This is the means whereby we walk in the newness of
eternal life.
The apostle Paul
appropriates for himself this close personal
relationship with Christ. A. T. Robertson observed,
"So close has become Paul’s identification with
Christ that his separate personality is merged into
that of Christ."
The apostle Paul’s
passion was, "that I may know Him and the power of
His resurrection and the fellowship of His
sufferings, being conformed to His death; in order
that I may attain to the resurrection from the dead"
(Philippians 3:10-11). The apostle Paul is not
thinking about sometime in the future when his body
will be raised from the dead. In this verse, he is
thinking of the reality of the resurrection life of
Jesus Christ in which he has become a partner by the
identification with Jesus Christ in His
resurrection. His desire is to have such an intimate
relationship with Christ that the resurrection life
will manifest itself through him every day of his
life. Paul doesn’t think of eternal life as
something off in the distant future, but in the here
and now. God has given us a new kind of life.
Paul prays that the
Ephesian church will experience this same power in
their lives. He prays that they may experience,
"what is the surpassing greatness of His power
toward us who believe. These are in accordance with
the working of the strength of His might which He
brought about in Christ, when He raised Him from the
dead and seated Him at His right hand in the
heavenly places" (Ephesians 1:19-20).
The apostle Paul reminds
us that "Christ lives in me" by His Spirit. "If any
man has not the Spirit of Christ, he is none of His"
(Romans 8:9). Christ in His glorified body is in
heaven at the right hand of God, but He is
represented here by the Holy Spirit.
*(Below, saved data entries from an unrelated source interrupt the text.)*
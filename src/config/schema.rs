//! Configuration schema for the artifact cache
//!
//! Configuration is stored at `~/.config/artifact-cache/config.toml`

use serde::{Deserialize, Serialize};
use std::path::PathBuf;

/// Root configuration structure
#[derive(Debug, Clone, Serialize, Deserialize)]
#[serde(default)]
pub struct Config {
    /// General settings
    pub general: GeneralConfig,

    /// HTTP server settings
    pub server: ServerConfig,

    /// Storage locations
    pub storage: StorageConfig,

    /// Retention reaper settings
    pub reaper: ReaperConfig,

    /// Access gate settings
    pub access: AccessConfig,

    /// Cache scopes
    pub scopes: Vec<ScopeConfig>,
}

impl Default for Config {
    fn default() -> Self {
        Self {
            general: GeneralConfig::default(),
            server: ServerConfig::default(),
            storage: StorageConfig::default(),
            reaper: ReaperConfig::default(),
            access: AccessConfig::default(),
            scopes: vec![ScopeConfig {
                name: "global".to_string(),
                ..ScopeConfig::default()
            }],
        }
    }
}

/// General application settings
#[derive(Debug, Clone, Serialize, Deserialize)]
#[serde(default)]
pub struct GeneralConfig {
    /// Enable audit logging
    pub audit_log: bool,

    /// Audit log location (default: state dir)
    pub audit_log_path: Option<PathBuf>,
}

impl Default for GeneralConfig {
    fn default() -> Self {
        Self {
            audit_log: true,
            audit_log_path: None,
        }
    }
}

/// HTTP server configuration
#[derive(Debug, Clone, Serialize, Deserialize)]
#[serde(default)]
pub struct ServerConfig {
    /// Listen address
    pub bind: String,

    /// Externally visible base URL used for browse hrefs
    pub public_url: Option<String>,

    /// Largest accepted artifact in MB (0 = unlimited)
    pub max_artifact_mb: u64,
}

impl ServerConfig {
    /// Base URL without a trailing slash
    pub fn public_url(&self) -> String {
        let url = self
            .public_url
            .clone()
            .unwrap_or_else(|| format!("http://{}", self.bind));
        url.trim_end_matches('/').to_string()
    }

    /// Upload limit in bytes, if any
    pub fn max_artifact_bytes(&self) -> Option<u64> {
        (self.max_artifact_mb > 0).then(|| self.max_artifact_mb.saturating_mul(1024 * 1024))
    }
}

impl Default for ServerConfig {
    fn default() -> Self {
        Self {
            bind: "127.0.0.1:8080".to_string(),
            public_url: None,
            max_artifact_mb: 0,
        }
    }
}

/// Storage locations
#[derive(Debug, Clone, Default, Serialize, Deserialize)]
#[serde(default)]
pub struct StorageConfig {
    /// Base directory for scope roots (default: platform data dir)
    pub data_dir: Option<PathBuf>,

    /// Where uploads are staged before the atomic rename
    /// (default: `<data_dir>/scratch`)
    pub scratch_dir: Option<PathBuf>,
}

impl StorageConfig {
    /// Effective data directory
    pub fn data_dir(&self) -> PathBuf {
        self.data_dir.clone().unwrap_or_else(|| {
            dirs::data_local_dir()
                .unwrap_or_else(|| PathBuf::from("."))
                .join("artifact-cache")
        })
    }

    /// Effective scratch directory
    pub fn scratch_dir(&self) -> PathBuf {
        self.scratch_dir
            .clone()
            .unwrap_or_else(|| self.data_dir().join("scratch"))
    }
}

/// Retention reaper configuration
#[derive(Debug, Clone, Serialize, Deserialize)]
#[serde(default)]
pub struct ReaperConfig {
    /// Delete files not modified for more than N days
    pub expiration_days: u32,

    /// Run the reaper every N hours while serving (0 = disabled)
    pub interval_hours: u32,
}

impl Default for ReaperConfig {
    fn default() -> Self {
        Self {
            expiration_days: 7,
            interval_hours: 24,
        }
    }
}

/// How requests are authorized
#[derive(Debug, Clone, Copy, Default, PartialEq, Eq, Serialize, Deserialize)]
#[serde(rename_all = "lowercase")]
pub enum AccessMode {
    /// Every request is allowed
    #[default]
    Open,
    /// Bearer tokens from `access.tokens`
    Token,
}

/// Access gate configuration
#[derive(Debug, Clone, Default, Serialize, Deserialize)]
#[serde(default)]
pub struct AccessConfig {
    /// Gate implementation
    pub mode: AccessMode,

    /// Static bearer tokens (token mode)
    pub tokens: Vec<TokenConfig>,
}

/// One bearer token and the permission identifiers it holds
#[derive(Debug, Clone, Default, Serialize, Deserialize)]
#[serde(default)]
pub struct TokenConfig {
    /// Name used in logs
    pub name: String,

    /// Secret presented as `Authorization: Bearer <token>`
    pub token: String,

    /// Permission identifiers, e.g. `global:write` or `*:read`
    pub grants: Vec<String>,
}

/// One cache scope
#[derive(Debug, Clone, Default, Serialize, Deserialize)]
#[serde(default)]
pub struct ScopeConfig {
    /// Scope name, used as the first URL segment
    pub name: String,

    /// Cache root (default: `<data_dir>/scopes/<name>`)
    pub root: Option<PathBuf>,

    /// Permission identifier for reads (default: `<name>:read`)
    pub read_permission: Option<String>,

    /// Permission identifier for writes (default: `<name>:write`)
    pub write_permission: Option<String>,
}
What is said to
be done by Christ now is done by Him through the
agency of His Spirit.
Paul says, "I have been
crucified with Christ; and it is no longer I who
live, but Christ lives in me . . ." (Galatians
2:20). "Having died with Christ in his death, the
believer now lives with Christ in his life––i.e. his
resurrection life. In fact, the new life in Christ
is nothing less than the risen Christ living his
life in the believer. The risen Christ is the
operative power in the new order, as sin was in the
old (cf. Romans 7:17, 20). . . It is by the Spirit
that the risen life of Christ is communicated to his
people and maintained within them. It makes little
practical difference whether he speaks of Christ
living in them or the Spirit dwelling in them (cf.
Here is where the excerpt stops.